Guaraní secured the spot by defeating Nacional 2–1 in the final match.

==== Semifinals ====
June 29, 2005
Nacional 3-1 (0-0) 3 de Febrero
  Nacional: Ariel Bogado 46', Troadio Duarte 65', Dante López 84'
  3 de Febrero: Domingo Ortiz 56'

June 29, 2005
Guaraní 2-1 (1-0) 12 de Octubre
  Guaraní: Edgar González 8', Osvaldo Díaz 90'
  12 de Octubre: Ignacio Rolón 74'

==== Final ====
July 3, 2005
Guaraní 2-1 (1-1) Nacional
  Guaraní: Carlos Recalde 8', Osvaldo Díaz 88'
  Nacional: Víctor Quintana 35'

== 2005 Clausura Tournament ==
The tournament began on August 5 and ended on December 10. The competition format was a round-robin system, with 18 matchdays played, with home and away matches. The champion was Cerro Porteño.
=== Standings ===
| Pos. | Teams | MP | W | D | L | GF | GA | GD | Pts. |
| 1. | Cerro Porteño | 18 | 11 | 3 | 4 | 34 | 20 | 14 | 36 |
| 2. | Libertad | 18 | 9 | 5 | 4 | 30 | 23 | 7 | 32 |
| 3. | Olimpia | 18 | 9 | 4 | 5 | 29 | 20 | 9 | 31 |
| 4. | 3 de Febrero | 18 | 8 | 4 | 6 | 31 | 25 | 6 | 28 |
| 5. | Nacional | 18 | 7 | 6 | 5 | 24 | 20 | 4 | 27 |
| 6. | Sportivo Luqueño | 18 | 6 | 7 | 5 | 27 | 26 | 1 | 25 |
| 7. | Tacuary | 18 | 6 | 6 | 6 | 26 | 31 | -5 | 24 |
| 8. | Guaraní | 18 | 6 | 2 | 10 | 18 | 25 | -7 | 20 |
| 9. | 12 de Octubre | 18 | 2 | 8 | 8 | 18 | 33 | -15 | 14 |
| 10. | General Caballero | 18 | 3 | 1 | 14 | 15 | 29 | -14 | 10 |

Pos=Position; MP=Matches played; W=Matches won; D=Matches drawn; L=Matches lost; GF=Goals for; GA=Goals against; GD=Goal difference; Pts=Points

=== Pre-Libertadores 2006 ===
A play-off was held between the runners-up of the Apertura and Clausura Tournaments. The winner would earn a spot in the 2006 Copa Libertadores.

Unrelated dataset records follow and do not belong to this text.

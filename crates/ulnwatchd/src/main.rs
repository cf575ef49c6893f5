//! ulnwatchd - security-configuration indexing daemon
//!
//! Loads the chain & DVN catalog, opens the entity store, and ingests the
//! event journal chain by chain, maintaining the derived security
//! configuration of every application route.

use clap::Parser;
use std::process::ExitCode;
use std::sync::Arc;
use tracing::{error, info};
use tracing_subscriber::{fmt, prelude::*, EnvFilter};
use ulnwatchd::catalog::ChainCatalog;
use ulnwatchd::config::Config;
use ulnwatchd::context::HandlerContext;
use ulnwatchd::ingest;
use ulnwatchd::storage::Storage;

#[tokio::main]
async fn main() -> ExitCode {
    let config = Config::parse();

    // Initialize logging
    let default_level = if config.verbose { "ulnwatchd=debug" } else { "ulnwatchd=info" };
    let filter = EnvFilter::from_default_env().add_directive(
        default_level
            .parse()
            .expect("static directive always parses"),
    );
    if config.log_format == "json" {
        tracing_subscriber::registry()
            .with(fmt::layer().json())
            .with(filter)
            .init();
    } else {
        tracing_subscriber::registry()
            .with(fmt::layer())
            .with(filter)
            .init();
    }

    info!(
        "ulnwatchd v{} - security-configuration indexer",
        env!("CARGO_PKG_VERSION")
    );

    if let Err(e) = config.validate() {
        error!("Invalid configuration: {e}");
        return ExitCode::FAILURE;
    }

    let registry = match config.registry() {
        Ok(r) => r,
        Err(e) => {
            error!("Failed to build library registry: {e}");
            return ExitCode::FAILURE;
        }
    };

    let catalog = match &config.catalog {
        Some(path) => match ChainCatalog::load(path) {
            Ok(catalog) => {
                info!(
                    dvns = catalog.dvn_count(),
                    eids = catalog.eid_count(),
                    "catalog loaded"
                );
                catalog
            }
            Err(e) => {
                error!("Failed to load catalog: {e}");
                return ExitCode::FAILURE;
            }
        },
        None => ChainCatalog::empty(),
    };

    let storage = match Storage::open(&config.data_dir) {
        Ok(s) => Arc::new(s),
        Err(e) => {
            error!("Failed to open storage: {e}");
            return ExitCode::FAILURE;
        }
    };

    let ctx = Arc::new(
        HandlerContext::new(storage.clone(), registry, Arc::new(catalog))
            .with_preload(config.preload),
    );

    match ingest::run_journal(ctx, &config.journal).await {
        Ok(stats) if stats.failed_chains == 0 => {
            if let Err(e) = storage.flush() {
                error!("Failed to flush storage: {e}");
                return ExitCode::FAILURE;
            }
            info!(applied = stats.applied, "done");
            ExitCode::SUCCESS
        }
        Ok(stats) => {
            let _ = storage.flush();
            error!(failed_chains = stats.failed_chains, "ingestion finished with failed chains");
            ExitCode::FAILURE
        }
        Err(e) => {
            error!("Ingestion failed: {e}");
            ExitCode::FAILURE
        }
    }
}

Libertad won the spot with an aggregate score of 5–3 against Guaraní.

14 December 2005
Guaraní 2-1 (1-0) Libertad
  Guaraní: Cristian Sosa 18', Julián Benítez 51'
  Libertad: Rodrigo López 71'

18 December 2005
Libertad 4-1 (1-0) Guaraní
  Libertad: Cristian Riveros 5', Gustavo Morínigo 69', Gustavo Morínigo 73', Rodrigo López 76'
  Guaraní: Gilberto Velázquez 80'
==Accumulated points==

Resulting from the sum of the Apertura and Clausura.

|  | Points | Played | Won | Drawn | Lost | GF | GA | GD |
|---|---|---|---|---|---|---|---|---|
| 1 Club Cerro Porteño | 72 | 36 | 21 | 9 | 6 | 64 | 35 | +31 |
| 2 Club Nacional | 57 | 36 | 16 | 9 | 11 | 49 | 42 | +7 |
| 3 Club 3 de Febrero | 56 | 36 | 15 | 11 | 10 | 55 | 42 | +13 |
| 4 Club Libertad | 51 | 36 | 13 | 12 | 11 | 51 | 46 | +5 |
| 5 Club Guaraní | 51 | 36 | 15 | 6 | 15 | 39 | 43 | -4 |
| 6 Club Tacuary | 47 | 36 | 10 | 17 | 9 | 50 | 50 | 0 |
| 7 Club Olimpia | 44 | 36 | 11 | 11 | 14 | 39 | 47 | -8 |
| 8 Club Sportivo Luqueño | 42 | 36 | 9 | 15 | 12 | 47 | 48 | -1 |
| 9 Club 12 de Octubre | 40 | 36 | 8 | 16 | 12 | 40 | 55 | -15 |
| 10 Club General Caballero | 23 | 36 | 5 | 8 | 23 | 31 | 57 | -16 |

Points=Pts; Played=PJ; Won=G; Drawn=E; Lost=P; GF=Goals For; GA=Goals Against; GD=Goal Difference

|  | Qualified for 2006 Copa Libertadores and 2006 Copa Sudamericana |
|  | Qualified for 2006 Copa Libertadores |
|  | Qualified for 2006 Copa Sudamericana |
|  | Relegated to División Intermedia |

==Relegations and promotions==
- General Caballero was relegated to the División Intermedia, finishing in last place in the average standings.

- The clubs 2 de Mayo and Fernando de la Mora were promoted to the top division after finishing 1st and 2nd, respectively, in the División Intermedia tournament. As a result, the Primera División increased its number of participants to eleven for the 2006 season.